CanLII Seeks to Defend Legal Research as Fair Dealing

The Canadian Legal Information Institute has joined with the Federation of Law Societies of Canada to file a motion seeking leave to intervene in SOCAN v. Bell, the copyright case that will examine the scope of research within fair dealing. If CanLII’s application is accepted, it plans to argue:

  1. The Copyright Act and its fair dealing provisions must be interpreted in conjunction with constitutional, administrative law, and common law principles guaranteeing access to justice for all persons. Any restriction to access legal information is in violation of these fundamental principles;
  2. CanLII’s distinct role as a provider of free legal information to the public relies upon the interpretation and application of the principle of fair-dealing. Therefore any narrowing of the scope and practically of the fair-dealing principle set out in CCH may affect the digitally based services of CanLII that make legal materials freely and widely available;
  3. An interpretation that the “large and liberal” standard of fair-dealing is not applicable to digital works would likely be to the detriment of public users of CanLII’s legal materials and would create a likelihood of fiscal and access constraints to legal materials.

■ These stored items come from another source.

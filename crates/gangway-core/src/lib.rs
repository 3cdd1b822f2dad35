// Copyright (c) 2025 Felix Kahle.
//
// Permission is hereby granted, free of charge, to any person obtaining
// a copy of this software and associated documentation files (the
// "Software"), to deal in the Software without restriction, including
// without limitation the rights to use, copy, modify, merge, publish,
// distribute, sublicense, and/or sell copies of the Software, and to
// permit persons to whom the Software is furnished to do so, subject to
// the following conditions:
//
// The above copyright notice and this permission notice shall be
// included in all copies or substantial portions of the Software.
//
// THE SOFTWARE IS PROVIDED "AS IS", WITHOUT WARRANTY OF ANY KIND,
// EXPRESS OR IMPLIED, INCLUDING BUT NOT LIMITED TO THE WARRANTIES OF
// MERCHANTABILITY, FITNESS FOR A PARTICULAR PURPOSE AND
// NONINFRINGEMENT. IN NO EVENT SHALL THE AUTHORS OR COPYRIGHT HOLDERS BE
// LIABLE FOR ANY CLAIM, DAMAGES OR OTHER LIABILITY, WHETHER IN AN ACTION
// OF CONTRACT, TORT OR OTHERWISE, ARISING FROM, OUT OF OR IN CONNECTION
// WITH THE SOFTWARE OR THE USE OR OTHER DEALINGS IN THE SOFTWARE.

//! # Gangway Core
//!
//! Foundational capability traits for the Gangway enum translation
//! ecosystem. This crate defines what it means for a type to participate in
//! enum-to-enum conversion at all: it must expose an underlying primitive
//! integer representation and be reconstructible from one. Everything the
//! higher-level cast crate does is expressed against these capabilities
//! rather than against concrete enum definitions.
//!
//! ## Modules
//!
//! - `bits`: The [`bits::EnumBits`] capability trait (underlying
//!   representation, bit-level reconstruction, and bitwise combination
//!   helpers) together with the [`enum_bits!`] declaration macro for
//!   fieldless enums.
//! - `raw`: Phantom-tagged raw bit carriers ([`raw::RawBits<T, B>`]) for
//!   libraries whose flag sets are open, i.e. where arbitrary unions of
//!   bits must be representable even though no named enumerant exists for
//!   them.
//!
//! ## Purpose
//!
//! These primitives let conversion code stay fully generic over the
//! participating enumerated types, reducing accidental coupling to any one
//! library's value set while keeping runtime overhead at zero.
//!
//! Refer to each module for detailed APIs and examples.

pub mod bits;
pub mod raw;
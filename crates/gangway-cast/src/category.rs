// Copyright (c) 2025 Felix Kahle.
//
// Permission is hereby granted, free of charge, to any person obtaining
// a copy of this software and associated documentation files (the
// "Software"), to deal in the Software without restriction, including
// without limitation the rights to use, copy, modify, merge, publish,
// distribute, sublicense, and/or sell copies of the Software, and to
// permit persons to whom the Software is furnished to do so, subject to
// the following conditions:
//
// The above copyright notice and this permission notice shall be
// included in all copies or substantial portions of the Software.
//
// THE SOFTWARE IS PROVIDED "AS IS", WITHOUT WARRANTY OF ANY KIND,
// EXPRESS OR IMPLIED, INCLUDING BUT NOT LIMITED TO THE WARRANTIES OF
// MERCHANTABILITY, FITNESS FOR A PARTICULAR PURPOSE AND
// NONINFRINGEMENT. IN NO EVENT SHALL THE AUTHORS OR COPYRIGHT HOLDERS BE
// LIABLE FOR ANY CLAIM, DAMAGES OR OTHER LIABILITY, WHETHER IN AN ACTION
// OF CONTRACT, TORT OR OTHERWISE, ARISING FROM, OUT OF OR IN CONNECTION
// WITH THE SOFTWARE OR THE USE OR OTHER DEALINGS IN THE SOFTWARE.

//! # Category Registry
//!
//! Associates every participating enumerated type with a category tag: a
//! zero-sized marker type identifying the conceptual family the type
//! belongs to (all the `Color` enums, all the `Permission` enums, and so
//! on). Conversion is only defined between types of the same category, and
//! the association is established once at definition time.
//!
//! The association is a trait implementation, so there is nothing to look
//! up at runtime and nothing that can be absent at runtime: using a type
//! without a declared category simply does not satisfy the converter's
//! bounds and is rejected by the compiler.

use gangway_core::bits::EnumBits;

/// A marker type identifying a family of interchangeable enumerated types.
///
/// Category tags carry no data. `NAME` is a human-readable family name
/// used for diagnostics.
///
/// Tags are normally generated by
/// [`enum_category!`](crate::enum_category), but can be declared by hand:
///
/// # Examples
///
/// ```rust
/// # use gangway_cast::category::CategoryTag;
///
/// #[derive(Clone, Copy, PartialEq, Eq, PartialOrd, Ord, Hash, Debug)]
/// struct ColorTag;
///
/// impl CategoryTag for ColorTag {
///     const NAME: &'static str = "Color";
/// }
/// ```
pub trait CategoryTag: 'static {
    const NAME: &'static str;
}

/// The category association for a participating enumerated type.
///
/// Exactly one category per type, declared by the code author at
/// definition time. Converters require source and destination to resolve
/// to the same `Category`; anything else fails to compile.
pub trait InCategory: EnumBits {
    /// The category tag this type belongs to.
    type Category: CategoryTag;
}

/// Returns the family name of the category `E` belongs to.
///
/// # Examples
///
/// ```rust
/// use gangway_cast::category::category_name;
/// use gangway_cast::enum_category;
/// use gangway_core::enum_bits;
///
/// enum_bits! {
///     pub enum Level: u8 {
///         Low = 0,
///         High = 1,
///     }
/// }
///
/// enum_bits! {
///     pub enum Intensity: u8 {
///         Weak = 0,
///         Strong = 1,
///     }
/// }
///
/// enum_category! {
///     pub struct LevelTag("Level") {
///         entry = (Level, Intensity);
///         members = { 0 => Level, 1 => Intensity };
///         entries = [
///             (Level::Low, Intensity::Weak),
///             (Level::High, Intensity::Strong),
///         ];
///     }
/// }
///
/// assert_eq!(category_name::<Level>(), "Level");
/// assert_eq!(category_name::<Intensity>(), "Level");
/// ```
#[inline]
pub fn category_name<E: InCategory>() -> &'static str {
    E::Category::NAME
}
// Copyright (c) 2025 Felix Kahle.
//
// Permission is hereby granted, free of charge, to any person obtaining
// a copy of this software and associated documentation files (the
// "Software"), to deal in the Software without restriction, including
// without limitation the rights to use, copy, modify, merge, publish,
// distribute, sublicense, and/or sell copies of the Software, and to
// permit persons to whom the Software is furnished to do so, subject to
// the following conditions:
//
// The above copyright notice and this permission notice shall be
// included in all copies or substantial portions of the Software.
//
// THE SOFTWARE IS PROVIDED "AS IS", WITHOUT WARRANTY OF ANY KIND,
// EXPRESS OR IMPLIED, INCLUDING BUT NOT LIMITED TO THE WARRANTIES OF
// MERCHANTABILITY, FITNESS FOR A PARTICULAR PURPOSE AND
// NONINFRINGEMENT. IN NO EVENT SHALL THE AUTHORS OR COPYRIGHT HOLDERS BE
// LIABLE FOR ANY CLAIM, DAMAGES OR OTHER LIABILITY, WHETHER IN AN ACTION
// OF CONTRACT, TORT OR OTHERWISE, ARISING FROM, OUT OF OR IN CONNECTION
// WITH THE SOFTWARE OR THE USE OR OTHER DEALINGS IN THE SOFTWARE.

//! # Enum Value Capability
//!
//! The [`EnumBits`] trait is the single capability the conversion machinery
//! requires of a participating type: a primitive integer representation
//! (`Bits`), a way to read it, and a way to rebuild a value from it. On top
//! of those two methods the trait provides the bitwise helpers that flag
//! translation needs, so that enumerated types whose host library never
//! implemented bitwise operators can still be combined and tested.
//!
//! ## Motivation
//!
//! Enum definitions from different libraries are incompatible types even
//! when they describe the same concept. Conversion code must therefore be
//! written against a capability, not against any concrete enum. `EnumBits`
//! is that capability; the [`enum_bits!`] macro implements it mechanically
//! for fieldless enums with explicit discriminants.
//!
//! ## Highlights
//!
//! - `Bits` is bounded by `num_traits::PrimInt`, so every underlying
//!   representation supports the full complement of bitwise operations.
//! - `zero_value` returns the value whose representation is all-zero bits,
//!   which conversion lookups use as their miss fallback.
//! - `union` and `intersects` perform OR/AND on the underlying
//!   representation and re-wrap, which makes pre-combined enumerants (such
//!   as a `ReadWrite` member) behave correctly under bit tests.

use num_traits::{PrimInt, Zero};

/// The capability required of every type that participates in enum
/// conversion.
///
/// Implementors expose their underlying primitive integer representation
/// and can be rebuilt from one. For fieldless enums with explicit
/// discriminants, prefer the [`enum_bits!`] macro over a manual
/// implementation.
///
/// # Contract
///
/// `from_bits` must be total. At minimum it must accept
/// `Self::Bits::zero()`, yielding the type's zero-valued member where one
/// exists (or its documented fallback member otherwise). Types used with
/// flag-bits conversion must additionally accept every union of bit
/// patterns that appears in their mapping entries; closed enums satisfy
/// this by declaring the combined members, open flag sets by using a
/// [`RawBits`](crate::raw::RawBits) carrier instead.
///
/// # Examples
///
/// ```rust
/// use gangway_core::bits::EnumBits;
///
/// #[derive(Clone, Copy, PartialEq, Eq, Debug)]
/// enum Mode {
///     Off = 0,
///     On = 1,
/// }
///
/// impl EnumBits for Mode {
///     type Bits = u8;
///
///     fn to_bits(self) -> u8 {
///         self as u8
///     }
///
///     fn from_bits(bits: u8) -> Self {
///         match bits {
///             1 => Mode::On,
///             _ => Mode::Off,
///         }
///     }
/// }
///
/// assert_eq!(Mode::On.to_bits(), 1);
/// assert_eq!(Mode::zero_value(), Mode::Off);
/// ```
pub trait EnumBits: Copy + Eq + 'static {
    /// The underlying primitive integer representation.
    type Bits: PrimInt;

    /// Returns the underlying representation of this value.
    fn to_bits(self) -> Self::Bits;

    /// Rebuilds a value from its underlying representation.
    ///
    /// See the trait-level contract for the totality requirements.
    fn from_bits(bits: Self::Bits) -> Self;

    /// Returns the value whose underlying representation is zero.
    ///
    /// For types with a zero-valued member this is that member; conversion
    /// lookups return it when no mapping entry matches.
    #[inline]
    fn zero_value() -> Self {
        Self::from_bits(Self::Bits::zero())
    }

    /// Combines two values by OR-ing their underlying representations and
    /// re-wrapping the result.
    ///
    /// This is the bitwise-OR operator for enumerated types whose host
    /// library does not provide one natively.
    ///
    /// # Examples
    ///
    /// ```rust
    /// use gangway_core::enum_bits;
    /// use gangway_core::bits::EnumBits;
    ///
    /// enum_bits! {
    ///     pub enum Permission: u32 {
    ///         None = 0x00,
    ///         Read = 0x01,
    ///         Write = 0x02,
    ///         ReadWrite = 0x03,
    ///     }
    /// }
    ///
    /// assert_eq!(Permission::Read.union(Permission::Write), Permission::ReadWrite);
    /// ```
    #[inline]
    fn union(self, other: Self) -> Self {
        Self::from_bits(self.to_bits() | other.to_bits())
    }

    /// Returns `true` if the two values share at least one set bit in
    /// their underlying representations.
    #[inline]
    fn intersects(self, other: Self) -> bool {
        !(self.to_bits() & other.to_bits()).is_zero()
    }
}

/// Declares a fieldless enum with explicit discriminants together with its
/// [`EnumBits`] implementation.
///
/// The generated enum is `#[repr(Bits)]` and derives `Clone`, `Copy`,
/// `PartialEq`, `Eq`, `Hash`, and `Debug`. The generated `from_bits`
/// matches every declared discriminant and falls back to the **first
/// listed variant** for any other bit pattern, so list the zero-valued
/// member first where one exists.
///
/// # Examples
///
/// ```rust
/// use gangway_core::enum_bits;
/// use gangway_core::bits::EnumBits;
///
/// enum_bits! {
///     /// Traffic light phases as used by the signalling library.
///     pub enum Phase: u8 {
///         Red = 0,
///         Amber = 1,
///         Green = 2,
///     }
/// }
///
/// assert_eq!(Phase::Green.to_bits(), 2);
/// assert_eq!(Phase::from_bits(1), Phase::Amber);
/// assert_eq!(Phase::from_bits(200), Phase::Red);
/// ```
#[macro_export]
macro_rules! enum_bits {
    (
        $(#[$attr:meta])*
        $vis:vis enum $name:ident : $bits:ty {
            $(#[$first_attr:meta])*
            $first:ident = $first_value:expr
            $(, $(#[$variant_attr:meta])* $variant:ident = $value:expr)* $(,)?
        }
    ) => {
        $(#[$attr])*
        #[repr($bits)]
        #[derive(Clone, Copy, PartialEq, Eq, Hash, Debug)]
        $vis enum $name {
            $(#[$first_attr])*
            $first = $first_value,
            $($(#[$variant_attr])* $variant = $value,)*
        }

        impl $crate::bits::EnumBits for $name {
            type Bits = $bits;

            #[inline(always)]
            fn to_bits(self) -> $bits {
                self as $bits
            }

            #[inline]
            fn from_bits(bits: $bits) -> Self {
                match bits {
                    b if b == $first_value => Self::$first,
                    $(b if b == $value => Self::$variant,)*
                    _ => Self::$first,
                }
            }
        }
    };
}
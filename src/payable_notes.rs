use crate::debug::{DebugSink, NullSink};
use crate::encoding::{decode_or_error, read_file_bytes};
use crate::error::{IngestError, Result};
use crate::frame::Frame;
use crate::ledger::normalize_department_ledger;
use crate::schema::{LedgerTable, PayableNotesLayout};
use log::{error, info, warn};
use std::path::Path;

/// Loads the payable-notes export into the ledger schema.
///
/// The export has no metadata header and carries no report date. Source
/// columns are optional individually: absent ones are left out of the
/// result, and only a file with none of them is rejected.
pub struct PayableNotesLoader {
    layout: PayableNotesLayout,
    sink: Box<dyn DebugSink>,
}

impl Default for PayableNotesLoader {
    fn default() -> Self {
        Self::new(PayableNotesLayout::default())
    }
}

impl PayableNotesLoader {
    pub fn new(layout: PayableNotesLayout) -> Self {
        Self {
            layout,
            sink: Box::new(NullSink),
        }
    }

    pub fn with_debug_sink(mut self, sink: impl DebugSink + 'static) -> Self {
        self.sink = Box::new(sink);
        self
    }

    pub fn load(&self, path: impl AsRef<Path>) -> Result<LedgerTable> {
        let path = path.as_ref();
        self.load_inner(path).map_err(|e| {
            error!("Failed to load payable notes {}: {}", path.display(), e);
            e
        })
    }

    fn load_inner(&self, path: &Path) -> Result<LedgerTable> {
        self.layout.validate()?;
        let columns = &self.layout.source_columns;

        let bytes = read_file_bytes(path)?;
        let (text, encoding) = decode_or_error(path, &bytes, &self.layout.encodings)?;
        let body = Frame::from_csv_str(&text)?;

        let required = columns.as_list();
        let missing = body.missing_columns(&required);
        if missing.len() == required.len() {
            return Err(IngestError::MissingColumns {
                path: path.to_path_buf(),
                missing,
            });
        }
        if !missing.is_empty() {
            warn!(
                "Columns {:?} not found in {}; continuing with the rest",
                missing,
                path.display()
            );
        }

        let frame = normalize_department_ledger(&body, columns, &self.layout.account, None);
        info!(
            "Normalized {} payable-note rows from {} ({})",
            frame.len(),
            path.display(),
            encoding
        );
        self.sink.dump(&frame, "payable_notes_result");

        Ok(LedgerTable {
            frame,
            report_date: None,
            raw_report_date: None,
            encoding,
        })
    }
}

pub fn load_payable_notes(path: impl AsRef<Path>) -> Result<LedgerTable> {
    PayableNotesLoader::default().load(path)
}

#[cfg(test)]
mod tests {
    use super::*;
    use crate::encoding::TextEncoding;
    use crate::schema::{COL_AMOUNT, COL_DATE, COL_DEPARTMENT_NAME, LEDGER_COLUMNS};
    use encoding_rs::SHIFT_JIS;
    use std::io::Write;

    fn write_file(contents: &[u8]) -> tempfile::NamedTempFile {
        let mut file = tempfile::NamedTempFile::new().unwrap();
        file.write_all(contents).unwrap();
        file
    }

    #[test]
    fn test_full_columns() {
        let csv = "\u{FEFF}依頼部門コード,依頼部門名,支払先,手形金額\n0301,名古屋支店,C社,8000\n";
        let file = write_file(csv.as_bytes());

        let table = load_payable_notes(file.path()).unwrap();
        assert_eq!(table.frame.columns(), &LEDGER_COLUMNS);
        assert_eq!(table.report_date, None);
        let records = table.records();
        assert_eq!(records[0].account_code, "BS2003");
        assert_eq!(records[0].account_name, "★支払手形");
        assert_eq!(records[0].amount, Some(8000.0));
        assert_eq!(table.frame.get(0, COL_DATE), Some(""));
    }

    #[test]
    fn test_partial_columns_are_kept() {
        let csv = "依頼部門名,手形金額\n名古屋支店,8000\n";
        let file = write_file(csv.as_bytes());

        let table = load_payable_notes(file.path()).unwrap();
        assert_eq!(
            table.frame.columns(),
            &["日付", "部門名", "勘定科目コード", "勘定科目名", "金額"]
        );
        assert_eq!(table.frame.get(0, COL_DEPARTMENT_NAME), Some("名古屋支店"));
        assert_eq!(table.frame.get(0, COL_AMOUNT), Some("8000"));
    }

    #[test]
    fn test_blank_department_codes_are_dropped() {
        let csv = "依頼部門コード,依頼部門名,手形金額\n0301,名古屋支店,8000\n ,小計,8000\n";
        let file = write_file(csv.as_bytes());

        let table = load_payable_notes(file.path()).unwrap();
        assert_eq!(table.len(), 1);
        assert!(table.records().iter().all(|r| !r.department_code.is_empty()));
    }

    #[test]
    fn test_no_known_columns() {
        let file = write_file("a,b\n1,2\n".as_bytes());
        let result = load_payable_notes(file.path());
        assert!(matches!(
            result,
            Err(IngestError::MissingColumns { missing, .. }) if missing.len() == 3
        ));
    }

    #[test]
    fn test_cp932_fallback() {
        let (bytes, _, _) = SHIFT_JIS.encode("依頼部門コード,依頼部門名,手形金額\n0301,名古屋支店,8000\n");
        let file = write_file(&bytes);

        let table = load_payable_notes(file.path()).unwrap();
        assert_eq!(table.encoding, TextEncoding::Cp932);
        assert_eq!(table.len(), 1);
    }
}
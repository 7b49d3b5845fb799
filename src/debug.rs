use crate::encoding::UTF8_BOM;
use crate::error::Result;
use crate::frame::Frame;
use chrono::Local;
use log::{debug, info, warn};
use std::fs::{self, File};
use std::io::Write;
use std::path::{Path, PathBuf};

/// Receives intermediate and final tables for inspection.
///
/// Sinks must not fail the load that feeds them.
pub trait DebugSink {
    fn dump(&self, frame: &Frame, name: &str);
}

impl<F> DebugSink for F
where
    F: Fn(&Frame, &str),
{
    fn dump(&self, frame: &Frame, name: &str) {
        self(frame, name)
    }
}

#[derive(Debug, Clone, Copy, Default)]
pub struct NullSink;

impl DebugSink for NullSink {
    fn dump(&self, _frame: &Frame, _name: &str) {}
}

/// Writes each non-empty frame to `{dir}/{YYYYmmdd_HHMMSS}_{name}.csv`
/// as UTF-8 with a byte-order mark.
#[derive(Debug, Clone)]
pub struct CsvDumpSink {
    dir: PathBuf,
}

impl CsvDumpSink {
    pub fn new(dir: impl Into<PathBuf>) -> Self {
        Self { dir: dir.into() }
    }

    pub fn dir(&self) -> &Path {
        &self.dir
    }

    pub fn write(&self, frame: &Frame, name: &str) -> Result<PathBuf> {
        fs::create_dir_all(&self.dir)?;
        let timestamp = Local::now().format("%Y%m%d_%H%M%S");
        let path = self.dir.join(format!("{}_{}.csv", timestamp, name));

        let mut file = File::create(&path)?;
        file.write_all(UTF8_BOM)?;
        file.write_all(frame.to_csv_string()?.as_bytes())?;
        Ok(path)
    }
}

impl DebugSink for CsvDumpSink {
    fn dump(&self, frame: &Frame, name: &str) {
        if frame.is_empty() {
            debug!("Skipping debug dump of empty table '{}'", name);
            return;
        }
        match self.write(frame, name) {
            Ok(path) => info!("Saved table '{}' to {}", name, path.display()),
            Err(e) => warn!("Failed to save table '{}': {}", name, e),
        }
    }
}

#[cfg(test)]
mod tests {
    use super::*;
    use std::cell::RefCell;

    fn frame() -> Frame {
        Frame::new(
            vec!["部門コード".to_string(), "金額".to_string()],
            vec![vec!["0101".to_string(), "100".to_string()]],
        )
    }

    #[test]
    fn test_csv_dump_writes_bom_prefixed_file() {
        let dir = tempfile::tempdir().unwrap();
        let sink = CsvDumpSink::new(dir.path().join("dbug"));

        let path = sink.write(&frame(), "ledger").unwrap();
        assert!(path
            .file_name()
            .unwrap()
            .to_string_lossy()
            .ends_with("_ledger.csv"));

        let bytes = fs::read(&path).unwrap();
        assert!(bytes.starts_with(UTF8_BOM));
        let text = String::from_utf8(bytes[UTF8_BOM.len()..].to_vec()).unwrap();
        assert_eq!(text, "部門コード,金額\n0101,100\n");
    }

    #[test]
    fn test_csv_dump_skips_empty_frames() {
        let dir = tempfile::tempdir().unwrap();
        let target = dir.path().join("dbug");
        let sink = CsvDumpSink::new(&target);

        sink.dump(&Frame::default(), "empty");
        assert!(!target.exists());
    }

    #[test]
    fn test_closure_sink() {
        let seen = RefCell::new(Vec::new());
        let sink = |frame: &Frame, name: &str| {
            seen.borrow_mut().push((name.to_string(), frame.len()));
        };

        sink.dump(&frame(), "result");
        NullSink.dump(&frame(), "ignored");
        assert_eq!(seen.into_inner(), vec![("result".to_string(), 1)]);
    }
}
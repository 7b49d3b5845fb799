use crate::error::{IngestError, Result};
use crate::utils::is_blank;
use csv::{ReaderBuilder, WriterBuilder};
use log::debug;
use serde::{Deserialize, Serialize};

/// An in-memory table of text cells addressed by column name.
///
/// Every row has exactly one cell per column, including frames read back
/// from JSON.
#[derive(Debug, Clone, Default, PartialEq, Eq, Serialize, Deserialize)]
#[serde(from = "RawFrame")]
pub struct Frame {
    columns: Vec<String>,
    rows: Vec<Vec<String>>,
}

#[derive(Deserialize)]
struct RawFrame {
    columns: Vec<String>,
    #[serde(default)]
    rows: Vec<Vec<String>>,
}

impl From<RawFrame> for Frame {
    fn from(raw: RawFrame) -> Self {
        Frame::new(raw.columns, raw.rows)
    }
}

impl Frame {
    pub fn new(columns: Vec<String>, rows: Vec<Vec<String>>) -> Self {
        let width = columns.len();
        let rows = rows
            .into_iter()
            .map(|mut row| {
                row.resize(width, String::new());
                row
            })
            .collect();
        Self { columns, rows }
    }

    /// Parses CSV text whose first record is the header row.
    ///
    /// Parsing is permissive: short rows are padded with empty cells and
    /// surplus cells beyond the header width are discarded.
    pub fn from_csv_str(text: &str) -> Result<Self> {
        let mut reader = ReaderBuilder::new()
            .has_headers(true)
            .flexible(true)
            .from_reader(text.as_bytes());

        let columns: Vec<String> = reader
            .headers()?
            .iter()
            .map(|h| h.trim().to_string())
            .collect();
        let width = columns.len();

        let mut rows = Vec::new();
        for (index, result) in reader.records().enumerate() {
            let record = result?;
            if record.len() != width {
                debug!(
                    "Row {} has {} fields, header has {}; normalizing",
                    index + 1,
                    record.len(),
                    width
                );
            }
            let mut row: Vec<String> = record.iter().take(width).map(str::to_string).collect();
            row.resize(width, String::new());
            rows.push(row);
        }

        Ok(Self { columns, rows })
    }

    pub fn columns(&self) -> &[String] {
        &self.columns
    }

    pub fn rows(&self) -> &[Vec<String>] {
        &self.rows
    }

    pub fn len(&self) -> usize {
        self.rows.len()
    }

    pub fn is_empty(&self) -> bool {
        self.rows.is_empty()
    }

    pub fn column_index(&self, name: &str) -> Option<usize> {
        self.columns.iter().position(|c| c == name)
    }

    pub fn has_column(&self, name: &str) -> bool {
        self.column_index(name).is_some()
    }

    /// Names from `required` that are not columns of this frame, in order.
    pub fn missing_columns<S: AsRef<str>>(&self, required: &[S]) -> Vec<String> {
        required
            .iter()
            .map(AsRef::as_ref)
            .filter(|name| !self.has_column(name))
            .map(str::to_string)
            .collect()
    }

    pub fn get(&self, row: usize, column: &str) -> Option<&str> {
        let idx = self.column_index(column)?;
        self.rows.get(row).map(|r| r[idx].as_str())
    }

    pub fn column_values(&self, column: &str) -> Option<Vec<&str>> {
        let idx = self.column_index(column)?;
        Some(self.rows.iter().map(|r| r[idx].as_str()).collect())
    }

    /// Projects onto `names` in the given order. Names that are not columns
    /// of this frame are skipped.
    pub fn select<S: AsRef<str>>(&self, names: &[S]) -> Frame {
        let picked: Vec<(usize, &str)> = names
            .iter()
            .map(AsRef::as_ref)
            .filter_map(|name| self.column_index(name).map(|idx| (idx, name)))
            .collect();

        let columns = picked.iter().map(|(_, name)| name.to_string()).collect();
        let rows = self
            .rows
            .iter()
            .map(|row| picked.iter().map(|(idx, _)| row[*idx].clone()).collect())
            .collect();

        Frame { columns, rows }
    }

    /// Drops every row whose `column` cell is blank. Returns the number of
    /// rows removed.
    pub fn retain_non_blank(&mut self, column: &str) -> usize {
        let Some(idx) = self.column_index(column) else {
            return 0;
        };
        let before = self.rows.len();
        self.rows.retain(|row| !is_blank(&row[idx]));
        before - self.rows.len()
    }

    pub fn rename(&mut self, from: &str, to: &str) -> bool {
        match self.column_index(from) {
            Some(idx) => {
                self.columns[idx] = to.to_string();
                true
            }
            None => false,
        }
    }

    /// Sets `column` to `value` on every row, adding the column if needed.
    pub fn with_constant(&mut self, column: &str, value: &str) {
        match self.column_index(column) {
            Some(idx) => {
                for row in &mut self.rows {
                    row[idx] = value.to_string();
                }
            }
            None => {
                self.columns.push(column.to_string());
                for row in &mut self.rows {
                    row.push(value.to_string());
                }
            }
        }
    }

    pub fn to_csv_string(&self) -> Result<String> {
        let mut writer = WriterBuilder::new().from_writer(Vec::new());
        writer.write_record(&self.columns)?;
        for row in &self.rows {
            writer.write_record(row)?;
        }
        let bytes = writer
            .into_inner()
            .map_err(|e| IngestError::IoError(e.into_error()))?;
        String::from_utf8(bytes).map_err(|e| {
            IngestError::IoError(std::io::Error::new(std::io::ErrorKind::InvalidData, e))
        })
    }
}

I am a member of the CanLII board and was very supportive of the decision to seek leave to intervene.


  1. Wait a minute …
    Shouldn’t a corporation’s IP based profits supersede any consideration of justice or the common good?

  2. pat donovan says:

    well, damn!
    OK, ya got another point from me. You fight from a LONG way off my position on most issues….

    but this sounds like database patenting in suiti..

    and you aren’t worried about the criminalization of opposition?



  3. We need to be very careful on this one
    Specifically, what is meant by research? Setting it too wide throws out the concept of copyright in the digital realm.

    Crockett. While I think I understand what you are getting at, remember IP based revenues from publicly traded corps feed the common good in as much as they fund retirement plans (profits driving stock prices and dividends feeding into the fund), as well as the corporate taxes (income and property) assisting in funding essential and social services. We need to ensure that an appropriate balance is struck which recognizes both sources of the “common good”.

  4. @Anon-K
    You’re forgetting one very important source of the “common good” and that is that at one point in time copyrights do actually expire and the works thus become public domain; free-as-in-beer to enjoy and free-as-in-speech to do with what you want. Also note that IP portfolios do not generate any taxes so long an intellectual property tax hasn’t been introduced (yet). That is the reason “rightsholders” like very, very long copyrights: they keep their IP portfolios protected for free.

    With the above in mind we need to be careful to prevent that once certain groups get fair use and see their own needs satisfied, there may be no incentive for them to look after the fair use rights of other groups (for instance: ordinary citizens, who are always very low on the priority lists).